3. Ulama yang Mengajar, Tetapi Tidak Beramal
Inilah golongan yang diibaratkan seperti jarum yang menjahit pakaian
untuk orang lain, tetapi membiarkan dirinya telanjang; atau lilin yang
menerangi sekitar, namun membakar dirinya sendiri.
Allah ﷻ berfirman:
يَا أَيُّهَا الَّذِينَ آَمَنُوا لِمَ تَقُولُونَ مَا لَا تَفْعَلُونَ (٢) كَبُرَ مَقْتًا عِندَ اللَّهِ أَنْ تَقُولُوا مَا لَا تَفْعَلُونَ
Wahai orang-orang yang beriman, kenapakah kamu mengatakan sesuatu yang tidak kamu kerjakan? Amat besar kebencian di sisi Allah bahwa kamu mengatakan apa-apa yang tidak kamu kerjakan. (QS. As-Shaff: 2-3)
Dalam sebuah hadis, Rasulullah ﷺ bersabda:
يُؤْمَرُ بِالْعَالِمِ إِلَى النَّارِ فَتَنْدَلِقُ أَقْتَابُ بَطْنِهِ، فَيَدُورُ بِهَا فِي النَّارِ كَمَا يَدُورُ الْحِمَارُ بِالرَّحَا، فَيَطِيفُ بِهِ أَهْلُ النَّارِ فَيَقُولُونَ: مَا بَالُكَ؟ فَيَقُولُ: كُنْتُ آمُرُ بِالْخَيْرِ وَلَا آتِيهِ، وَأَنْهَى عَنِ الشَّرِّ وَآتِيهِ
Seorang alim diperintahkan masuk neraka, lalu terburailah ususnya. Ia berputar dengannya seperti keledai yang berputar di penggilingan. Penduduk neraka bertanya, “Mengapa engkau?” Ia menjawab, “Aku memerintahkan kebaikan tetapi tidak melakukannya, dan aku melarang keburukan namun aku melakukannya.”
4. Ulama yang Tidak Beramal dan Tidak Mengajar
Golongan ini seperti batu besar yang menahan aliran air: tidak bisa menyerap manfaat, juga tidak memberi manfaat. Allah ﷻ mengecam mereka yang menyembunyikan ilmu:
إِنَّ الَّذِينَ يَكْتُمُونَ مَا أَنْزَلْنَا مِنَ الْبَيِّنَاتِ وَالْهُدَى... أُولَئِكَ يَلْعَنُهُمُ اللَّهُ وَيَلْعَنُهُمُ اللَّاعِنُونَ
Sesungguhnya orang-orang yang menyembunyikan apa yang telah Kami turunkan berupa keterangan-keterangan dan petunjuk, setelah Kami menerangkannya kepada manusia dalam Al Kitab, mereka itu dilaknat Allah dan dilaknat (pula) oleh semua (makhluk) yang dapat melaknat.) (QS. Al-Baqarah: 159)
5. Ulama Su’ (Ulama Jahat): Tidak Beramal, Tidak Mengajar, Justru Menyesatkan
Inilah tipe yang paling buruk.

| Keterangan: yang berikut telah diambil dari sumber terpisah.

//! SELECT and aggregate statement builder.

use crate::translate::{Translator, normalize, split_top_level};
use relmodel_core::{Dialect, Result, Statement, Value};
use relmodel_schema::Model;
use std::collections::BTreeMap;
use std::sync::Arc;

/// Builder for SELECT statements over one entity.
///
/// Every directive accepts `$field` references. Cloning yields an
/// independent builder: directive lists and parameters are deep copies,
/// only the read-only model is shared.
///
/// # Example
///
/// ```ignore
/// let stmt = Select::new(model, Dialect::SqlServer, "person")?
///     .fields("$email")
///     .where_("$id = @0")
///     .parameters(vec![Value::Int(42)])
///     .build()?;
/// ```
#[derive(Debug, Clone)]
pub struct Select {
    model: Arc<Model>,
    dialect: Dialect,
    entity: String,
    fields: Option<String>,
    tree: bool,
    select: Vec<String>,
    wheres: Vec<String>,
    group: Option<String>,
    having: Option<String>,
    order: Option<String>,
    size: u64,
    page: u64,
    parameters: Vec<Value>,
    named: BTreeMap<String, Value>,
    aggregate: bool,
}

impl Select {
    /// Start a query; fails if the entity is unknown.
    pub fn new(model: Arc<Model>, dialect: Dialect, entity: impl Into<String>) -> Result<Self> {
        let entity = entity.into();
        model.entity(&entity)?;
        Ok(Self {
            model,
            dialect,
            entity,
            fields: None,
            tree: false,
            select: Vec::new(),
            wheres: Vec::new(),
            group: None,
            having: None,
            order: None,
            size: 0,
            page: 1,
            parameters: Vec::new(),
            named: BTreeMap::new(),
            aggregate: false,
        })
    }

    pub fn entity_name(&self) -> &str {
        &self.entity
    }

    pub fn dialect(&self) -> Dialect {
        self.dialect
    }

    /// Explicit select list, e.g. `"$id, $city-name"`.
    pub fn fields(mut self, fields: impl Into<String>) -> Self {
        self.fields = Some(fields.into());
        self
    }

    /// Select the entity's fields plus the fields of every relation.
    pub fn fields_tree(mut self) -> Self {
        self.tree = true;
        self
    }

    /// Add a raw expression to the select list.
    pub fn select(mut self, expr: impl Into<String>) -> Self {
        self.select.push(expr.into());
        self
    }

    /// Add a condition; conditions are joined with AND.
    pub fn where_(mut self, condition: impl Into<String>) -> Self {
        self.wheres.push(condition.into());
        self
    }

    pub fn group(mut self, group: impl Into<String>) -> Self {
        self.group = Some(group.into());
        self
    }

    pub fn having(mut self, having: impl Into<String>) -> Self {
        self.having = Some(having.into());
        self
    }

    /// ORDER BY list, e.g. `"$name DESC, $id"`.
    pub fn order(mut self, order: impl Into<String>) -> Self {
        self.order = Some(order.into());
        self
    }

    /// Page size; 0 disables paging.
    pub fn size(mut self, size: u64) -> Self {
        self.size = size;
        self
    }

    /// 1-based page number.
    pub fn page(mut self, page: u64) -> Self {
        self.page = page;
        self
    }

    /// Append positional parameters after any already bound, including
    /// the one pushed by [`Select::by_id`].
    pub fn parameters(mut self, parameters: Vec<Value>) -> Self {
        self.parameters.extend(parameters);
        self
    }

    /// Append a positional parameter.
    pub fn parameter(mut self, value: impl Into<Value>) -> Self {
        self.parameters.push(value.into());
        self
    }

    /// Set a named parameter, referenced as `@name`.
    pub fn named(mut self, name: impl Into<String>, value: impl Into<Value>) -> Self {
        self.named.insert(name.into(), value.into());
        self
    }

    /// Filter on the identity; a sequence value filters with `IN`.
    pub fn by_id(mut self, id: impl Into<Value>) -> Self {
        let id = id.into();
        let index = self.parameters.len();
        let id_name = self.model.id_name();
        let condition = match id {
            Value::Array(_) => format!("${id_name} IN (@{index})"),
            _ => format!("${id_name} = @{index}"),
        };
        self.parameters.push(id);
        self.where_(condition)
    }

    /// Select `MAX(field)`, or 0 for an empty table.
    pub fn select_max_value(mut self, field: &str) -> Self {
        self.aggregate = true;
        let expr = self.dialect.max_or_zero(&format!("${field}"));
        self.select(expr)
    }

    /// Select `COUNT(*)`.
    pub fn count(mut self) -> Self {
        self.aggregate = true;
        self.select("COUNT(*)")
    }

    /// Cache key for this query shape and its parameters.
    pub fn cache_key(&self) -> Result<String> {
        let stmt = self.build()?;
        let params: Vec<String> = stmt.parameters.iter().map(|v| format!("{v:?}")).collect();
        let named: Vec<String> = stmt.named.iter().map(|(k, v)| format!("{k}={v:?}")).collect();
        Ok(format!("{}|{}|{}", stmt.sql, params.join(","), named.join(",")))
    }

    /// Render the statement.
    pub fn build(&self) -> Result<Statement> {
        let model = self.model.as_ref();
        let mut t = Translator::new(model, &self.entity, self.dialect)?;
        let entity = t.entity();

        let mut items = self.select_items(&mut t)?;

        let wheres = self
            .wheres
            .iter()
            .map(|w| t.translate(w))
            .collect::<Result<Vec<_>>>()?;
        let group = self.group.as_deref().map(|g| t.translate(g)).transpose()?;
        let having = self.having.as_deref().map(|h| t.translate(h)).transpose()?;

        let ordered = !self.aggregate || group.is_some();
        let mut order = None;
        if ordered {
            let text = match &self.order {
                Some(o) => Some(o.clone()),
                None if !entity.order_default.is_empty() => Some(
                    entity
                        .order_default
                        .iter()
                        .map(|f| format!("${f}"))
                        .collect::<Vec<_>>()
                        .join(", "),
                ),
                None => None,
            };
            if let Some(text) = text {
                if self.dialect.requires_order_in_select() && group.is_none() {
                    self.add_order_items(&mut t, &text, &mut items)?;
                }
                order = Some(t.translate(&text)?);
            }
        }

        let mut sql = format!(
            "SELECT {}\nFROM {} AS {}\n",
            items.join(",\n"),
            entity.name,
            entity.alias
        );
        sql.push_str(&t.joins()?);
        match wheres.as_slice() {
            [] => {}
            [only] => sql.push_str(&format!("WHERE {only}\n")),
            many => {
                let parts: Vec<String> = many.iter().map(|w| format!("({w})")).collect();
                sql.push_str(&format!("WHERE {}\n", parts.join(" AND ")));
            }
        }
        if let Some(g) = group {
            sql.push_str(&format!("GROUP BY {g}\n"));
        }
        if let Some(h) = having {
            sql.push_str(&format!("HAVING {h}\n"));
        }
        if ordered {
            match order {
                Some(o) => sql.push_str(&format!("ORDER BY {o}\n")),
                None => sql.push_str("ORDER BY 1\n"),
            }
            let paging = self.dialect.paging(self.size, self.page);
            if !paging.is_empty() {
                sql.push_str(&paging);
                sql.push('\n');
            }
        }

        tracing::debug!(
            entity = %self.entity,
            dialect = %self.dialect,
            relations = t.used_relations().len(),
            "Built select"
        );
        tracing::trace!(sql = %sql, "Select SQL");

        Ok(Statement {
            sql,
            parameters: self.parameters.clone(),
            named: self.named.clone(),
        })
    }

    fn select_items(&self, t: &mut Translator<'_>) -> Result<Vec<String>> {
        let mut items = Vec::new();
        if let Some(fields) = &self.fields {
            items.extend(t.translate_items(fields)?);
        }
        for expr in &self.select {
            items.extend(t.translate_items(expr)?);
        }
        if items.is_empty() {
            items = self.default_items(t)?;
        }
        Ok(items)
    }

    /// Every column of the entity plus its identity, and with `tree` the
    /// same for every relation, labelled `relation-field`.
    fn default_items(&self, t: &mut Translator<'_>) -> Result<Vec<String>> {
        let model = self.model.as_ref();
        let entity = t.entity();
        let id = model.id_name();
        let mut refs: Vec<String> = model
            .field_names_admin(&entity.name)?
            .into_iter()
            .map(|f| format!("${f}"))
            .collect();
        refs.push(format!("${id}"));

        if self.tree {
            for (rel_id, relation) in &entity.relations {
                for f in model.field_names_admin(&relation.ref_entity_name)? {
                    refs.push(format!("${rel_id}-{f}"));
                }
                refs.push(format!("${rel_id}-{id}"));
            }
        }
        refs.iter().map(|r| t.translate_items(r).map(|mut v| v.remove(0))).collect()
    }

    /// Select the ORDER BY expressions too, skipping ones already selected.
    fn add_order_items(&self, t: &mut Translator<'_>, order: &str, items: &mut Vec<String>) -> Result<()> {
        for part in split_top_level(order) {
            let expr = strip_direction(part.trim());
            let translated = t.translate(expr)?;
            let labelled = t.translate_items(expr)?.into_iter().next().unwrap_or_default();
            let present = items.iter().any(|i| {
                let n = normalize(i);
                n == normalize(&translated) || n == normalize(&labelled)
            });
            if !present && !labelled.is_empty() {
                items.push(labelled);
            }
        }
        Ok(())
    }
}

/// Drop a trailing ASC/DESC.
fn strip_direction(expr: &str) -> &str {
    let lower = expr.to_ascii_lowercase();
    for suffix in [" asc", " desc"] {
        if lower.ends_with(suffix) {
            return expr[..expr.len() - suffix.len()].trim_end();
        }
    }
    expr
}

Mereka menjual ayat-ayat Allah demi jabatan, kekuasaan, atau harta. Dengan lidahnya, ia hiasi kesesatan agar tampak seperti kebenaran. Mereka adalah “khalifah setan”, pewaris dajjal, dan pengkhianat umat. Rasulullah ﷺ bersabda:
مَنْ دَعَا إِلَى ضَلَالَةٍ كَانَ عَلَيْهِ مِنَ الْإِثْمِ مِثْلُ آثَامِ مَنْ اتَّبَعَهُ، لَا يَنْقُصُ ذَلِكَ مِنْ آثَامِهِمْ شَيْئًا
Barangsiapa mengajak kepada kesesatan, maka ia akan menanggung dosa seperti dosa-dosa orang yang mengikutinya, tanpa mengurangi dosa mereka sedikit pun.
Allah ﷻ bahkan memberikan contoh dalam kisah Balam bin Bāʿūrā’, seorang alim yang tergelincir karena hawa nafsu:
وَاتْلُ عَلَيْهِمْ نَبَأَ الَّذِي آَتَيْنَاهُ آَيَاتِنَا فَانْسَلَخَ مِنْهَا... فَمَثَلُهُ كَمَثَلِ الْكَلْبِ إِنْ تَحْمِلْ عَلَيْهِ يَلْهَثْ أَوْ تَتْرُكْهُ يَلْهَثْ
Dan bacakanlah kepada mereka kisah orang yang telah Kami berikan kepadanya ayat-ayat Kami, kemudian dia melepaskan diri daripadanya lalu ia diikuti oleh setan hingga termasuk orang-orang yang sesat… perumpamaannya seperti anjing: jika kamu menghalaunya diulurkannya lidah, dan jika kamu membiarkannya ia juga mengulurkan lidahnya. (QS. al-A‘raf: 175-176)
Pembagian ini bukan sekadar wacana klasik, melainkan tamparan keras bagi realitas zaman kini. Di era digital, “ulama instan” bermunculan, sebagian menebar cahaya, sebagian lain justru menebar fitnah dengan ilmunya.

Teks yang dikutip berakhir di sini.